As with so many other aspects of the electoral process, there is no single ‘correct’ way of deciding who should be entitled to vote externally. A model that will suit one country may be totally inappropriate in another. For example, it may be feasible to allow any citizen of a country to vote externally, regardless of their intention to return, where the population of the home country is large and the voting influence of expatriates would not be expected to outweigh that of the home population. On the other hand, a country with a small population and a relatively large number of expatriates might be wary of handing electoral influence to a body of persons who may no longer have a direct interest in their home country.
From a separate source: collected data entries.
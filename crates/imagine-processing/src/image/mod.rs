//! Image processing module
//!
//! This module provides the raster backend behind the image handle interface:
//! - Deferred handle and backend (handle)
//! - Geometry, orientation and resize operations
//! - Tone filters and artistic effects
//! - Colour token parsing

pub mod color;
pub mod effects;
pub mod filters;
pub mod geometry;
pub mod handle;
pub mod orientation;
pub mod resize;

pub use handle::{RasterBackend, RasterHandle};

// Re-export commonly used types
pub use color::parse_color;
pub use effects::ImageEffects;
pub use filters::ImageFilters;
pub use geometry::ImageGeometry;
pub use orientation::ImageOrientation;
pub use resize::ImageResize;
In most cases where external voting is permitted, external voters account for only a relatively small proportion of overall turnout. Nonetheless, an external voting population may have a commodious impact on election results. Examples include Italy’s 2006 legislative elections—the first held in which external voting was permitted. The election outcome was unknown until all the external votes were counted, giving this relatively small group considerable political impact due to the fact that the electoral system allows a bonus for the party or coalition with the highest number of votes. In some cases external votes have transposed the scales in an election; and they are often counted last. This effect may or may not be more pronounced in Nigeria. If one considers the figure of 15 million Nigerians in the Diaspora being estimated, it means the value of the Diaspora vote is not only of a swing value but if the turnout is good it will be more than one Nigerian state worthy.
In attempting to specify ‘best practice’ principles to guide those who are considering adopting or amending external voting eligibility criteria, it may be worthwhile to consider the purpose of the franchise. The franchise is the right to vote for elected representatives. Its purpose is to allow persons to elect representatives to sit in parliament and/or the executive and to determine and administer laws on their behalf. It would therefore appear reasonable to limit the right to vote to those who have a direct interest in the determination and administration of those laws.
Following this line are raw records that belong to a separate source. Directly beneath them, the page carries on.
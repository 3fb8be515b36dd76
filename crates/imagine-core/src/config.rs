//! Configuration module
//!
//! Proxy configuration loaded from the environment (and an optional `.env`
//! file): listen port, upstream origin, relay limits and logging options.

use std::env;

// Common constants
const DEFAULT_PORT: u16 = 3000;
const DEFAULT_UPSTREAM_TIMEOUT_SECS: u64 = 30;
const DEFAULT_MAX_IMAGE_SIZE_MB: usize = 25;

/// Largest width x height a transformation may render, forty megapixels
pub const DEFAULT_MAX_OUTPUT_PIXELS: u64 = 40_000_000;

/// Log output format
#[derive(Clone, Copy, Debug, PartialEq, Eq, Default)]
pub enum LogFormat {
    #[default]
    Pretty,
    Json,
}

/// Image proxy configuration
#[derive(Clone, Debug)]
pub struct ProxyConfig {
    pub server_port: u16,
    /// Base URL images are fetched from; the key is appended as a path segment
    pub upstream_url: String,
    pub upstream_timeout_secs: u64,
    /// Upper bound on buffered upstream bytes per request
    pub max_image_size_bytes: usize,
    /// Upper bound on the pixel count of any intermediate or final image
    pub max_output_pixels: u64,
    pub environment: String,
    pub log_format: LogFormat,
}

impl ProxyConfig {
    pub fn from_env() -> Result<Self, anyhow::Error> {
        dotenvy::dotenv().ok();

        let upstream_url = env::var("UPSTREAM_URL")
            .map_err(|_| anyhow::anyhow!("UPSTREAM_URL environment variable is required"))?;

        let environment = env::var("ENVIRONMENT")
            .or_else(|_| env::var("APP_ENV"))
            .unwrap_or_else(|_| "development".to_string());

        let max_image_size_mb = env::var("MAX_IMAGE_SIZE_MB")
            .ok()
            .and_then(|v| v.parse::<usize>().ok())
            .unwrap_or(DEFAULT_MAX_IMAGE_SIZE_MB);

        let log_format = match env::var("LOG_FORMAT").map(|v| v.to_lowercase()) {
            Ok(format) if format == "json" => LogFormat::Json,
            _ => LogFormat::Pretty,
        };

        let config = ProxyConfig {
            server_port: env::var("PORT")
                .ok()
                .and_then(|p| p.parse().ok())
                .unwrap_or(DEFAULT_PORT),
            upstream_url: upstream_url.trim_end_matches('/').to_string(),
            upstream_timeout_secs: env::var("UPSTREAM_TIMEOUT_SECS")
                .ok()
                .and_then(|v| v.parse().ok())
                .unwrap_or(DEFAULT_UPSTREAM_TIMEOUT_SECS),
            max_image_size_bytes: max_image_size_mb * 1024 * 1024,
            max_output_pixels: env::var("MAX_OUTPUT_PIXELS")
                .ok()
                .and_then(|v| v.parse().ok())
                .unwrap_or(DEFAULT_MAX_OUTPUT_PIXELS),
            environment,
            log_format,
        };

        config.validate()?;
        Ok(config)
    }

    pub fn validate(&self) -> Result<(), anyhow::Error> {
        if !(self.upstream_url.starts_with("http://") || self.upstream_url.starts_with("https://"))
        {
            return Err(anyhow::anyhow!(
                "UPSTREAM_URL must be an http(s) URL, got: {}",
                self.upstream_url
            ));
        }

        if self.server_port == 0 {
            return Err(anyhow::anyhow!("PORT must be greater than 0"));
        }

        if self.max_image_size_bytes == 0 {
            return Err(anyhow::anyhow!("MAX_IMAGE_SIZE_MB must be greater than 0"));
        }

        if self.max_output_pixels == 0 {
            return Err(anyhow::anyhow!("MAX_OUTPUT_PIXELS must be greater than 0"));
        }

        Ok(())
    }

    /// Check if the application is running in production mode
    pub fn is_production(&self) -> bool {
        let environment = self.environment.to_lowercase();
        environment == "production" || environment == "prod"
    }

    /// Upstream URL for one image key.
    pub fn upstream_url_for(&self, key: &str) -> String {
        format!("{}/{}", self.upstream_url, key)
    }
}
use axum::http::HeaderValue;
use axum::{extract::Request, middleware::Next, response::Response};
use uuid::Uuid;

const REQUEST_ID_HEADER: &str = "X-Request-ID";

/// Request ID carried in request extensions.
#[derive(Clone, Debug)]
pub struct RequestId(pub String);

/// Reuses an inbound `X-Request-ID` or generates one, stores it in the request
/// extensions and echoes it on the response.
pub async fn request_id_middleware(mut request: Request, next: Next) -> Response {
    let request_id = request
        .headers()
        .get(REQUEST_ID_HEADER)
        .and_then(|h| h.to_str().ok())
        .map(|s| s.to_string())
        .unwrap_or_else(|| Uuid::new_v4().to_string());

    request
        .extensions_mut()
        .insert(RequestId(request_id.clone()));

    let mut response = next.run(request).await;

    if let Ok(header_value) = HeaderValue::from_str(&request_id) {
        response.headers_mut().insert(REQUEST_ID_HEADER, header_value);
    }

    response
}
However, if it is accepted that the franchise should only be granted to those with a direct interest in the process, it follows that extending the right to vote to absent citizens who have no intention to return to the home country—or to persons who hold dual citizenship and are permanent residents in another country where they are also citizens—may be seen as too generous. Indeed, it could be expostulated that a country’s sovereignty could be at jeopardy if its representatives are elected in part by voters who reside abroad. It would also follow that the right to vote should be extended to absent citizens who intend to return in the foreseeable future, as they too would have a direct interest in the government of their home country. This argument would particularly apply to those who are temporarily absent in the service of their country, such as diplomats and members of the armed forces.
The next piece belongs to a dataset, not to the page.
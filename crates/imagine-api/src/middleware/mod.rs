mod request_id;

pub use request_id::{request_id_middleware, RequestId};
However, while it is easier to justify, using the principle of ‘intent to return’ as a determining factor to grant voting rights to citizens abroad may be more onerous to administer than allowing all citizens to vote while abroad. It mandates, at a minimum, some form of notification from citizens who are abroad (or are going abroad) that their absence is temporary and that they intend to return to their home country.
The interrogation then arises whether notice of intent to return ought to be accepted at face value, or whether an objective test should be applied. It may be onerous to devise an unprejudiced test that is not discriminatory and contrary to the principles of universal suffrage.
For example, requiring evidence of ownership of a house or property would clearly discriminate against those who do not own property and could be seen as a return to a property-based voting right. Whether this is imperative, will depend on our circumstances of particularly on whether large numbers of electors are likely to register to vote while they are abroad.
Finally, no doubt the issue of the extension of the eligibility to vote externally will un-relent to evolve in different ways in different places. The fact that there are more questions than answers in this article is probably an intimation that there will be more cantankerous and antagonistic bickering emanating from adding a Diaspora element to the conundrum of Nigerian elections.